# Re-training
Often enough, you want to retrain your model when you get new data - here is how.

# Sklearn
With sklearn, the *fit* function just re-run the default sklearn.pipeline.Pipeline.fit on the new data.
* It can handle a Vaex dataframe, or Pandas dataframe as input.


In [5]:
from goldilox.datasets import load_iris

df, features, target = load_iris()
df.head(2)

Unnamed: 0,sepal_length,sepal_width,petal_length,petal_width,target
0,5.1,3.5,1.4,0.2,0
1,4.9,3.0,1.4,0.2,0


## Naturally
Here we provide the as X and Y.
* The pipeline assumes all columns are features and y is the target.
* The pipeline takes the first row as raw example.

In [17]:
import sklearn.pipeline
from goldilox.sklearn.transformers import Imputer
from sklearn.linear_model import LogisticRegression
from sklearn.preprocessing import StandardScaler
from goldilox import Pipeline



sklearn_pipeline = sklearn.pipeline.Pipeline([('imputer', Imputer(features=features)),
                                              ('standar', StandardScaler()),
                                              ('classifier', LogisticRegression())])

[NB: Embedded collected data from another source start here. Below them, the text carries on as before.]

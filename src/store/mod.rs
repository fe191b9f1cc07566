// src/store/mod.rs

//! Artifact store: the filesystem area holding task outputs, sentinels and
//! logs.
//!
//! All task paths are relative to the store root. The store has no logic of
//! its own beyond existence/content queries and writes; sentinel semantics
//! live in [`sentinel`].

use std::fmt::Debug;
use std::fs;
use std::io::Write;
use std::path::{Path, PathBuf};

use anyhow::Context;

use crate::errors::Result;

pub mod memory;
pub mod sentinel;

pub use memory::MemoryArtifactStore;
pub use sentinel::{SentinelRecord, read_sentinel, write_sentinel};

/// Abstract artifact store interface.
pub trait ArtifactStore: Send + Sync + Debug {
    /// Root directory that relative task paths resolve against.
    fn root(&self) -> &Path;

    fn exists(&self, path: &Path) -> bool;

    /// Read a file's raw bytes; `Ok(None)` if it does not exist.
    fn read(&self, path: &Path) -> Result<Option<Vec<u8>>>;

    /// Replace `path` so that readers observe either the old or the new
    /// contents, never a partial write.
    fn write_atomic(&self, path: &Path, contents: &[u8]) -> Result<()>;

    /// Remove a file; returns whether it existed.
    fn remove(&self, path: &Path) -> Result<bool>;

    fn create_dir_all(&self, path: &Path) -> Result<()>;

    /// Absolute (or root-joined) location of a relative task path.
    fn resolve(&self, path: &Path) -> PathBuf {
        if path.is_absolute() {
            path.to_path_buf()
        } else {
            self.root().join(path)
        }
    }
}

/// Implementation backed by `std::fs`, rooted at a directory.
#[derive(Debug, Clone)]
pub struct FsArtifactStore {
    root: PathBuf,
}

impl FsArtifactStore {
    pub fn new(root: impl Into<PathBuf>) -> Self {
        Self { root: root.into() }
    }
}

impl ArtifactStore for FsArtifactStore {
    fn root(&self) -> &Path {
        &self.root
    }

    fn exists(&self, path: &Path) -> bool {
        self.resolve(path).exists()
    }

    fn read(&self, path: &Path) -> Result<Option<Vec<u8>>> {
        let full = self.resolve(path);
        match fs::read(&full) {
            Ok(bytes) => Ok(Some(bytes)),
            Err(e) if e.kind() == std::io::ErrorKind::NotFound => Ok(None),
            Err(e) => Err(anyhow::Error::new(e)
                .context(format!("reading {:?}", full))
                .into()),
        }
    }

    fn write_atomic(&self, path: &Path, contents: &[u8]) -> Result<()> {
        let full = self.resolve(path);
        let parent = full
            .parent()
            .map(Path::to_path_buf)
            .unwrap_or_else(|| self.root.clone());
        fs::create_dir_all(&parent).with_context(|| format!("creating dir {:?}", parent))?;

        let file_name = full
            .file_name()
            .map(|n| n.to_string_lossy().into_owned())
            .unwrap_or_default();
        let tmp = parent.join(format!(".{file_name}.tmp.{}", std::process::id()));

        {
            let mut file =
                fs::File::create(&tmp).with_context(|| format!("creating file {:?}", tmp))?;
            file.write_all(contents)
                .with_context(|| format!("writing to file {:?}", tmp))?;
            file.sync_all()
                .with_context(|| format!("syncing file {:?}", tmp))?;
        }

        fs::rename(&tmp, &full).with_context(|| format!("renaming {:?} to {:?}", tmp, full))?;
        Ok(())
    }

    fn remove(&self, path: &Path) -> Result<bool> {
        let full = self.resolve(path);
        match fs::remove_file(&full) {
            Ok(()) => Ok(true),
            Err(e) if e.kind() == std::io::ErrorKind::NotFound => Ok(false),
            Err(e) => Err(anyhow::Error::new(e)
                .context(format!("removing {:?}", full))
                .into()),
        }
    }

    fn create_dir_all(&self, path: &Path) -> Result<()> {
        let full = self.resolve(path);
        fs::create_dir_all(&full).with_context(|| format!("creating dir {:?}", full))?;
        Ok(())
    }
}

pipeline = Pipeline.from_sklearn(sklearn_pipeline)
X = df[features]
y = df[target]

pipeline.fit(X, y)

<goldilox.sklearn.pipeline.SklearnPipeline at 0x15a212bd0>

## DataFrame
It is very often that the data comes as a single dataframe, so the X,y representation is handled for you.

In [18]:
sklearn_pipeline = sklearn.pipeline.Pipeline([('imputer', Imputer(features=features)),
                                              ('standar', StandardScaler()),
                                              ('classifier', LogisticRegression())])

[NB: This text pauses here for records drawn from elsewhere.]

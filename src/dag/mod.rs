// src/dag/mod.rs

//! Task DAG representation and planning.
//!
//! - [`task`] defines task specs and registered tasks.
//! - [`template`] renders invocation templates against parameters.
//! - [`graph`] holds the index-based dependency graph.
//! - [`registry`] builds and validates the immutable task registry.
//! - [`scheduler`] turns a target into an [`ExecutionPlan`].

pub mod graph;
pub mod plan;
pub mod registry;
pub mod scheduler;
pub mod task;
pub mod template;

pub use graph::DagGraph;
pub use plan::{ExecutionPlan, PlannedTask};
pub use registry::{Registry, RegistryBuilder};
pub use scheduler::Scheduler;
pub use task::{Invocation, Task, TaskSpec};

pipeline = Pipeline.from_sklearn(sklearn_pipeline, 
                                 features=features, 
                                 target=target).fit(df)

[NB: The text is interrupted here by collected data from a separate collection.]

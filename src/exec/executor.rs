// src/exec/executor.rs

//! Runs one task and maintains its sentinel.

use std::path::PathBuf;

use tracing::{debug, info, warn};

use crate::config::Params;
use crate::dag::{Registry, Task};
use crate::engine::{TaskFailure, TaskOutcome};
use crate::errors::Result;
use crate::staleness::Fingerprint;
use crate::store::{ArtifactStore, SentinelRecord, read_sentinel, write_sentinel};

use super::CancelSignal;
use super::backend::{LaunchContext, ProcessExit, TaskBackend};

/// Wraps a [`TaskBackend`] with the sentinel protocol.
///
/// The previous sentinel is removed before the task starts, so a task that
/// fails or is interrupted is always stale afterwards. A new sentinel is
/// written only once every declared output exists.
#[derive(Debug)]
pub struct Executor<'a, S: ArtifactStore + ?Sized, B: TaskBackend + ?Sized> {
    registry: &'a Registry,
    params: &'a Params,
    store: &'a S,
    backend: &'a B,
}

impl<'a, S, B> Executor<'a, S, B>
where
    S: ArtifactStore + ?Sized,
    B: TaskBackend + ?Sized,
{
    pub fn new(registry: &'a Registry, params: &'a Params, store: &'a S, backend: &'a B) -> Self {
        Self {
            registry,
            params,
            store,
            backend,
        }
    }

    /// Run `task`. `Err` is reserved for store failures around the task;
    /// anything that goes wrong with the task itself is a
    /// [`TaskOutcome::Failed`].
    pub async fn run(&self, task: &Task, cancel: CancelSignal) -> Result<TaskOutcome> {
        if *cancel.borrow() {
            return Ok(TaskOutcome::Failed(TaskFailure::Cancelled));
        }

        if self.store.remove(&task.sentinel)? {
            debug!(task = %task.name, sentinel = ?task.sentinel, "removed previous sentinel");
        }
        self.prepare_dirs(task)?;

        if task.is_aggregate() {
            debug!(task = %task.name, "aggregate task; nothing to launch");
        } else {
            let ctx = LaunchContext {
                workdir: self.store.root().to_path_buf(),
                log_file: self.store.resolve(&task.log),
            };

            let exit = match self.backend.launch(task, ctx, cancel).await {
                Ok(exit) => exit,
                Err(err) => {
                    return Ok(TaskOutcome::Failed(TaskFailure::SpawnFailed(format!(
                        "{err:#}"
                    ))));
                }
            };

            match exit {
                ProcessExit::Cancelled => return Ok(TaskOutcome::Failed(TaskFailure::Cancelled)),
                ProcessExit::Exited { code, stderr_tail } if code != 0 => {
                    return Ok(TaskOutcome::Failed(TaskFailure::NonZeroExit {
                        code,
                        stderr_tail,
                    }));
                }
                ProcessExit::Exited { .. } => {}
            }
        }

        let missing: Vec<PathBuf> = task
            .outputs
            .iter()
            .filter(|p| !self.store.exists(p))
            .cloned()
            .collect();
        if !missing.is_empty() {
            warn!(task = %task.name, ?missing, "task exited successfully but outputs are missing");
            return Ok(TaskOutcome::Failed(TaskFailure::IncompleteOutputs { missing }));
        }

        let record = self.completion_record(task);
        write_sentinel(self.store, &task.sentinel, &record)?;
        info!(
            task = %task.name,
            fingerprint = %record.fingerprint.short(),
            "task completed; sentinel written"
        );

        Ok(TaskOutcome::Success)
    }

    fn prepare_dirs(&self, task: &Task) -> Result<()> {
        let files = task
            .outputs
            .iter()
            .chain([&task.sentinel, &task.log]);
        for file in files {
            if let Some(dir) = file.parent().filter(|d| !d.as_os_str().is_empty()) {
                self.store.create_dir_all(dir)?;
            }
        }
        Ok(())
    }

    /// Sentinel for a successful run: current fingerprint plus the completion
    /// time of every enabled direct dependency.
    fn completion_record(&self, task: &Task) -> SentinelRecord {
        let mut record =
            SentinelRecord::new(task.name.clone(), Fingerprint::compute(self.params, &task.scope));

        for dep in task.deps.iter().filter_map(|d| self.registry.get(d)) {
            if !dep.enabled {
                continue;
            }
            match read_sentinel(self.store, &dep.sentinel) {
                Ok(Some(upstream)) => {
                    record.upstream.insert(dep.name.clone(), upstream.completed_at);
                }
                Ok(None) => {
                    warn!(task = %task.name, upstream = %dep.name, "upstream has no sentinel");
                }
                Err(e) => {
                    warn!(task = %task.name, upstream = %dep.name, error = %e, "cannot read upstream sentinel");
                }
            }
        }

        record
    }
}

<goldilox.sklearn.pipeline.SklearnPipeline at 0x15b1ed250>

In both caes, the pipeline is trained in-place, and also returns itself (it makes for prettier code)

# Vaex

For vaex we need to define the fit function, as ther eis no trival way to know how to fit.   
This is very flexible way to do practically anything.

The fit function should recive a dataframe and return a dataframe which the *from_vaex* will run on.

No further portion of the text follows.